В постели с Елизаветой. Интимная история английского королевского двора | страница 111



Переговоры с французской стороной возобновились, и к марту Екатерина Медичи написала Фенелону, что ее сын передумал и теперь «всей душой жаждет этого союза». Король Карл отправил в Англию своего посланника де Фуа; переговоры продолжались весной и летом 1571 г. Хотя Елизавета, по словам ближайших ее советников, «была более склонна к браку, чем до тех пор», религия по-прежнему оставалась камнем преткновения. Хотя королева дала понять, что Анжу придется приспосабливаться к законам ее страны, французы неуклонно требовали, чтобы Анжу и его слуги могли «свободно» исповедовать свою веру.[589] Как писал Уолсингем, потребность в таком союзе оказалась так велика, что все оговорки можно было оспорить: «Когда я задумываюсь о положении ее величества, и дома, и за границей… о том, как она подвержена иноземной угрозе, которая отпадет лишь в случае этого брака, я не представляю, что будет с ней, если дело расстроится».[590]

9 июля французский посол с радостью передавал Екатерине Медичи слова, сказанные королевой одной из ее фрейлин, когда они были наедине.
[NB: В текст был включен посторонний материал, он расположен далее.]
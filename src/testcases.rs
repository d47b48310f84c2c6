//! Small reference networks used by the tests and the documentation examples.
//!
//! All lines use the same 110 kV overhead line type (0.1 + j0.4 ohm/km, 10 nF/km).

use crate::network::*;

const R_OHM_PER_KM: f64 = 0.1;
const X_OHM_PER_KM: f64 = 0.4;
const C_NF_PER_KM: f64 = 10.0;

fn hv_line(net: &mut Network, from: i64, to: i64, length_km: f64) {
    let line = Line::new(from, to, length_km, R_OHM_PER_KM, X_OHM_PER_KM)
        .with_capacitance(C_NF_PER_KM);
    net.create_line(line).expect("test network buses exist");
}

fn buses(net: &mut Network, n: usize, vn_kv: f64) {
    for _ in 0..n {
        net.create_bus(Bus::new(vn_kv));
    }
}

/// Five buses: boundary buses 0 (ext grid) and 1 (load), external buses 2, 3 (generator)
/// and 4 (load).
pub fn five_bus() -> Network {
    let mut net = Network::new(50.0, 1.0);
    net.name = Some("five bus".to_owned());
    buses(&mut net, 5, 110.0);
    net.create_ext_grid(ExtGrid::new(0, 1.02, 0.0)).expect("bus 0");
    net.create_load(Load::new(1, 20.0, 5.0)).expect("bus 1");
    net.create_gen(Gen::new(3, 30.0, 1.01)).expect("bus 3");
    net.create_load(Load::new(4, 40.0, 10.0)).expect("bus 4");
    hv_line(&mut net, 0, 1, 15.0);
    hv_line(&mut net, 0, 2, 20.0);
    hv_line(&mut net, 1, 2, 10.0);
    hv_line(&mut net, 2, 3, 25.0);
    hv_line(&mut net, 3, 4, 12.0);
    hv_line(&mut net, 1, 4, 30.0);
    net
}

/// Seven buses: internal buses 5 (ext grid) and 6, boundary buses 0 and 1, external buses
/// 2 (shunt), 3 (generator) and 4 (20 kV, load behind a transformer).
pub fn seven_bus() -> Network {
    let mut net = Network::new(50.0, 1.0);
    net.name = Some("seven bus".to_owned());
    buses(&mut net, 4, 110.0);
    net.create_bus(Bus::new(20.0));
    buses(&mut net, 2, 110.0);
    net.create_ext_grid(ExtGrid::new(5, 1.03, 0.0)).expect("bus 5");
    net.create_load(Load::new(6, 25.0, 8.0)).expect("bus 6");
    net.create_sgen(SGen::new(6, 5.0, 0.0)).expect("bus 6");
    net.create_load(Load::new(1, 10.0, 3.0)).expect("bus 1");
    net.create_gen(Gen::new(3, 20.0, 1.02)).expect("bus 3");
    net.create_load(Load::new(4, 15.0, 4.0)).expect("bus 4");
    net.create_shunt_at_bus(2, 0.0, -5.0, None).expect("bus 2");
    hv_line(&mut net, 5, 6, 10.0);
    hv_line(&mut net, 5, 0, 20.0);
    hv_line(&mut net, 6, 1, 15.0);
    hv_line(&mut net, 0, 1, 25.0);
    hv_line(&mut net, 0, 2, 18.0);
    hv_line(&mut net, 1, 3, 22.0);
    hv_line(&mut net, 2, 3, 14.0);
    net.create_transformer(Transformer {
        name: None,
        hv_bus: 2,
        lv_bus: 4,
        sn_mva: 40.0,
        vn_hv_kv: 110.0,
        vn_lv_kv: 20.0,
        vk_percent: 12.0,
        vkr_percent: 0.4,
        pfe_kw: 20.0,
        i0_percent: 0.06,
        shift_degree: 0.0,
        tap_side: Some("hv".to_owned()),
        tap_neutral: Some(0.0),
        tap_pos: Some(-1.0),
        tap_step_percent: Some(1.5),
        parallel: 1,
        in_service: true,
    })
    .expect("buses 2 and 4");
    net
}

/// Internal bus 0 (ext grid) feeding boundary buses 1 and 2; each boundary bus supplies its
/// own radial external feeder (buses 3 and 4) with no external path between them.
pub fn radial_feeders() -> Network {
    let mut net = Network::new(50.0, 1.0);
    net.name = Some("radial feeders".to_owned());
    buses(&mut net, 5, 110.0);
    net.create_ext_grid(ExtGrid::new(0, 1.0, 0.0)).expect("bus 0");
    net.create_load(Load::new(3, 12.0, 3.0)).expect("bus 3");
    net.create_load(Load::new(4, 8.0, 2.0)).expect("bus 4");
    hv_line(&mut net, 0, 1, 10.0);
    hv_line(&mut net, 0, 2, 10.0);
    hv_line(&mut net, 1, 3, 15.0);
    hv_line(&mut net, 2, 4, 20.0);
    net
}
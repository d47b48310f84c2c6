//! Calibration of the equivalent injections against the pre-reduction boundary power.

use std::collections::{BTreeSet, HashMap};

use tracing::{debug, warn};

use super::replace::CreatedElements;
use crate::basic::{PowerFlowConfig, RunPF};
use crate::error::EquivalentError;
use crate::network::*;

const ASSIST_EXT_GRID: &str = "assist_ext_grid";

/// Power delivered into a boundary bus by its reference sources (generator convention).
#[derive(Debug, Clone, Copy, PartialEq)]
pub struct BoundaryPower {
    pub bus: i64,
    pub p_mw: f64,
    pub q_mvar: f64,
}

/// Reference sources at `bus` or at any bus fused to it by a closed bus-bus switch.
fn boundary_sources(net: &Network, bus: i64) -> Vec<ReferenceSource> {
    net.fused_buses(bus, &BTreeSet::new())
        .into_iter()
        .flat_map(|b| net.reference_sources(b))
        .collect()
}

/// Fails if any of `buses` has more than one in-service reference source.
pub fn check_single_reference(net: &Network, buses: &[i64]) -> Result<(), EquivalentError> {
    for &bus in buses {
        if boundary_sources(net, bus).len() > 1 {
            return Err(EquivalentError::DuplicateReferenceSource { bus });
        }
    }
    Ok(())
}

/// Pins every boundary bus without a reference source to its solved voltage with an ext grid.
/// Returns the indices of the created ext grids.
pub fn add_assist_ext_grids(
    net: &mut Network,
    boundary: &[i64],
) -> Result<Vec<i64>, EquivalentError> {
    let mut created = Vec::new();
    for &bus in boundary {
        let (vm, va) = net
            .bus_voltage(bus)
            .ok_or(EquivalentError::MissingPriorSolution { bus })?;
        if !boundary_sources(net, bus).is_empty() {
            continue;
        }
        let mut eg = ExtGrid::new(bus, vm, va);
        eg.name = Some(ASSIST_EXT_GRID.to_owned());
        created.push(net.create_ext_grid(eg)?);
    }
    debug!(count = created.len(), "assist ext grids added");
    Ok(created)
}

/// Reads the power of the reference sources at each boundary bus from the last solve.
pub fn measure_boundary_power(
    net: &Network,
    boundary: &[i64],
) -> Result<Vec<BoundaryPower>, EquivalentError> {
    let res = net.res.as_ref().ok_or(EquivalentError::MissingSolverState)?;
    boundary
        .iter()
        .map(|&bus| {
            if !res.bus.contains_key(&bus) {
                return Err(EquivalentError::MissingPriorSolution { bus });
            }
            let (mut p_mw, mut q_mvar) = (0.0, 0.0);
            for src in boundary_sources(net, bus) {
                if let Some(pq) = src.power(res) {
                    p_mw += pq.p_mw;
                    q_mvar += pq.q_mvar;
                }
            }
            Ok(BoundaryPower { bus, p_mw, q_mvar })
        })
        .collect()
}

/// First calibration step, run on the network without its internal area.
///
/// Every boundary bus is held at its solved voltage by a reference source (an assist ext
/// grid if it has none), the network is re-solved and the power each boundary bus then
/// needs from outside is returned.
pub fn calc_required_power<S: RunPF>(
    net: &mut Network,
    boundary: &[i64],
    cfg: &PowerFlowConfig,
    solver: &mut S,
) -> Result<Vec<BoundaryPower>, EquivalentError> {
    for &bus in boundary {
        if net.bus_voltage(bus).is_none() {
            return Err(EquivalentError::MissingPriorSolution { bus });
        }
    }
    check_single_reference(net, boundary)?;
    add_assist_ext_grids(net, boundary)?;
    solver.run_pf(net, cfg)?;
    measure_boundary_power(net, boundary)
}

/// Last calibration step: sets `ps`/`qs` of the created wards (or xwards) to the power still
/// missing at their bus, `required - present`. Returns the setpoint per bus.
pub fn apply_equivalent_power(
    net: &mut Network,
    created: &CreatedElements,
    required: &[BoundaryPower],
    present: &[BoundaryPower],
) -> HashMap<i64, (f64, f64)> {
    let present: HashMap<i64, &BoundaryPower> = present.iter().map(|p| (p.bus, p)).collect();
    let setpoints: HashMap<i64, (f64, f64)> = required
        .iter()
        .filter_map(|r| {
            let p = present.get(&r.bus)?;
            Some((r.bus, (r.p_mw - p.p_mw, r.q_mvar - p.q_mvar)))
        })
        .collect();

    for idx in &created.ward {
        if let Some(w) = net.ward.get_mut(idx) {
            match setpoints.get(&w.bus) {
                Some(&(p, q)) => (w.ps_mw, w.qs_mvar) = (p, q),
                None => warn!(bus = w.bus, "no boundary power for ward"),
            }
        }
    }
    for idx in &created.xward {
        if let Some(w) = net.xward.get_mut(idx) {
            match setpoints.get(&w.bus) {
                Some(&(p, q)) => (w.ps_mw, w.qs_mvar) = (p, q),
                None => warn!(bus = w.bus, "no boundary power for xward"),
            }
        }
    }
    setpoints
}
use super::Table;

/// Bus result. `p_mw`/`q_mvar` are the net power drawn by all elements at the bus.
#[derive(Debug, Clone, Copy, Default, PartialEq)]
pub struct BusResult {
    pub vm_pu: f64,
    pub va_degree: f64,
    pub p_mw: f64,
    pub q_mvar: f64,
}

/// Power flow over a two-port element, measured into the element at each side.
#[derive(Debug, Clone, Copy, Default, PartialEq)]
pub struct BranchResult {
    pub p_from_mw: f64,
    pub q_from_mvar: f64,
    pub p_to_mw: f64,
    pub q_to_mvar: f64,
    pub pl_mw: f64,
    pub ql_mvar: f64,
}

/// Power of a single-bus element.
///
/// Loads, storage, shunts and (x)wards use the load convention; sgens, gens and ext grids
/// use the generator convention.
#[derive(Debug, Clone, Copy, Default, PartialEq)]
pub struct PQResult {
    pub p_mw: f64,
    pub q_mvar: f64,
}

impl PQResult {
    pub fn new(p_mw: f64, q_mvar: f64) -> Self {
        Self { p_mw, q_mvar }
    }
}

/// Results snapshot written by a converged power flow.
#[derive(Debug, Clone, Default)]
pub struct NetResults {
    pub bus: Table<BusResult>,
    pub line: Table<BranchResult>,
    pub trafo: Table<BranchResult>,
    pub impedance: Table<BranchResult>,
    pub load: Table<PQResult>,
    pub sgen: Table<PQResult>,
    pub generator: Table<PQResult>,
    pub storage: Table<PQResult>,
    pub ext_grid: Table<PQResult>,
    pub shunt: Table<PQResult>,
    pub ward: Table<PQResult>,
    pub xward: Table<PQResult>,
}
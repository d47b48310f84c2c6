pub mod basic;
pub mod equivalent;
pub mod error;
pub mod network;
pub mod testcases;
pub mod prelude {
    pub use crate::basic::{InitMode, NewtonPF, PowerFlowConfig, PowerFlowSummary, RunPF};
    pub use crate::equivalent::{
        get_equivalent, BoundaryParameters, Equivalent, EquivalentConfig, EquivalentParameters,
        EquivalentType,
    };
    pub use crate::error::{EquivalentError, NetworkError, PowerFlowError};
    pub use crate::network::*;
}
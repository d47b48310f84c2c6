mod rsparse;
pub use rsparse::*;

pub type DefaultSolver = RSparseSolver;

#[allow(non_snake_case)]
/// A trait for solving sparse linear systems.
pub trait Solve {
    /// Solves `A x = b` in place, `A` given in compressed sparse column form.
    ///
    /// # Parameters
    ///
    /// * `Ap` - Column pointers of the matrix.
    /// * `Ai` - Row indices of the matrix.
    /// * `Ax` - Non-zero values of the matrix.
    /// * `b` - Right-hand side vector, overwritten with the solution.
    /// * `n` - Dimension of the system.
    fn solve(
        &mut self,
        Ap: &mut [usize],
        Ai: &mut [usize],
        Ax: &mut [f64],
        b: &mut [f64],
        n: usize,
    ) -> Result<(), &'static str>;

    /// Forgets any symbolic analysis, required when the sparsity pattern changes.
    fn reset(&mut self);
}
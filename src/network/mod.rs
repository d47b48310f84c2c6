//! Pandapower-style network model: typed element tables, a results snapshot and the solver
//! state left behind by the last converged power flow.

use std::collections::{BTreeMap, BTreeSet, VecDeque};

use serde::{Deserialize, Serialize};

use crate::basic::system::SolverInternals;

mod create;
pub mod display;
pub mod elements;
pub mod results;

pub use elements::*;
pub use results::*;

/// Element table keyed by the element index.
pub type Table<T> = BTreeMap<i64, T>;

/// A power network in the pandapower data layout.
#[derive(Debug, Clone, Serialize, Deserialize)]
pub struct Network {
    pub name: Option<String>,
    pub f_hz: f64,
    pub sn_mva: f64,
    #[serde(default)]
    pub bus: Table<Bus>,
    #[serde(default)]
    pub line: Table<Line>,
    #[serde(default)]
    pub trafo: Table<Transformer>,
    #[serde(default)]
    pub load: Table<Load>,
    #[serde(default)]
    pub sgen: Table<SGen>,
    #[serde(rename = "gen", default)]
    pub generator: Table<Gen>,
    #[serde(default)]
    pub storage: Table<Storage>,
    #[serde(default)]
    pub ext_grid: Table<ExtGrid>,
    #[serde(default)]
    pub shunt: Table<Shunt>,
    #[serde(default)]
    pub impedance: Table<Impedance>,
    #[serde(default)]
    pub switch: Table<Switch>,
    #[serde(default)]
    pub ward: Table<Ward>,
    #[serde(default)]
    pub xward: Table<XWard>,
    /// Results of the last converged power flow.
    #[serde(skip)]
    pub res: Option<NetResults>,
    /// Admittance matrix and bus lookup of the last converged power flow.
    #[serde(skip)]
    pub internal: Option<SolverInternals>,
}

impl Default for Network {
    fn default() -> Self {
        Self::new(50.0, 1.0)
    }
}

impl Network {
    /// Creates an empty network with the given frequency and power base.
    pub fn new(f_hz: f64, sn_mva: f64) -> Self {
        Self {
            name: None,
            f_hz,
            sn_mva,
            bus: Table::new(),
            line: Table::new(),
            trafo: Table::new(),
            load: Table::new(),
            sgen: Table::new(),
            generator: Table::new(),
            storage: Table::new(),
            ext_grid: Table::new(),
            shunt: Table::new(),
            impedance: Table::new(),
            switch: Table::new(),
            ward: Table::new(),
            xward: Table::new(),
            res: None,
            internal: None,
        }
    }

    /// Solved voltage magnitude and angle (degrees) of a bus, if the bus was energised.
    pub fn bus_voltage(&self, bus: i64) -> Option<(f64, f64)> {
        let r = self.res.as_ref()?.bus.get(&bus)?;
        Some((r.vm_pu, r.va_degree))
    }

    /// Drops results and solver state, e.g. after the topology changed for good.
    pub fn clear_results(&mut self) {
        self.res = None;
        self.internal = None;
    }

    /// `bus` and the in-service buses joined to it by closed zero-impedance bus-bus switches.
    /// The walk never enters a `barrier` bus.
    pub fn fused_buses(&self, bus: i64, barrier: &BTreeSet<i64>) -> BTreeSet<i64> {
        let mut group = BTreeSet::from([bus]);
        let mut queue = VecDeque::from([bus]);
        while let Some(b) = queue.pop_front() {
            for s in self.switch.values().filter(|s| s.fuses()) {
                let next = match s.other_bus() {
                    Some(other) if s.bus == b => other,
                    Some(other) if other == b => s.bus,
                    _ => continue,
                };
                let usable = !barrier.contains(&next)
                    && self.bus.get(&next).is_some_and(|n| n.in_service);
                if usable && group.insert(next) {
                    queue.push_back(next);
                }
            }
        }
        group
    }

    /// In-service reference sources (ext grids and slack generators) at `bus`.
    pub fn reference_sources(&self, bus: i64) -> Vec<ReferenceSource> {
        let ext = self
            .ext_grid
            .iter()
            .filter(|(_, e)| e.in_service && e.bus == bus)
            .map(|(&idx, _)| ReferenceSource::ExtGrid(idx));
        let gens = self
            .generator
            .iter()
            .filter(|(_, g)| g.in_service && g.slack && g.bus == bus)
            .map(|(&idx, _)| ReferenceSource::SlackGen(idx));
        ext.chain(gens).collect()
    }
}

/// A voltage reference element: either an external grid or a generator flagged as slack.
#[derive(Debug, Clone, Copy, PartialEq, Eq)]
pub enum ReferenceSource {
    ExtGrid(i64),
    SlackGen(i64),
}

impl ReferenceSource {
    /// Power delivered by the source in the last solve (generator convention).
    pub fn power(&self, res: &NetResults) -> Option<PQResult> {
        match self {
            ReferenceSource::ExtGrid(idx) => res.ext_grid.get(idx).copied(),
            ReferenceSource::SlackGen(idx) => res.generator.get(idx).copied(),
        }
    }
}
Елизавета «по собственной воле говорила о герцоге» и дала понять, что, несмотря на ее сомнения из-за разницы в возрасте и религии, она «решилась на брак». Естественно, Елизавета обращалась к своим камер-фрейлинам за советом и поддержкой; особенно она боялась, что Анжу будет презирать ее, если окажется, что она не способна к деторождению.

Королева попросила Элизабет Файнс де Клинтон, графиню Линкольн, и леди Фрэнсис Кобэм – «двух самых верных своих приближенных», которым «она доверяла» больше, чем остальным, «свободно высказать ей» их мнение о браке. Леди Кобэм сказала, что «счастливейшими всегда являются браки, когда супруги ровесники или приблизительно одного возраста, в ее же случае положение неравное»; однако она выражала надежду: «раз Богу было угодно, чтобы она была старше», то и герцог «удовольствуется другими ее достоинствами». Леди Клинтон, которая знала Елизавету с детства и понимала, как важно ее успокоить, благоприятно отзывалась об Анжу, «чья юность, – по ее словам, – не должна наполнять вас страхом, ибо он добродетелен, и вашему величеству легче будет угодить ему, чем любой другой правительнице на свете».[591] Елизавета обещала «излить на принца всю свою любовь… любить и почитать его как своего господина и мужа» и выразила надежду, что этого ему будет довольно.

И все же ее не покидали сомнения. Получив портрет Анжу, Елизавета снова забеспокоилась из-за «разницы в возрасте между ней и герцогом». Учитывая «время жизни», ей «должно быть стыдно» выходить замуж за столь молодого человека.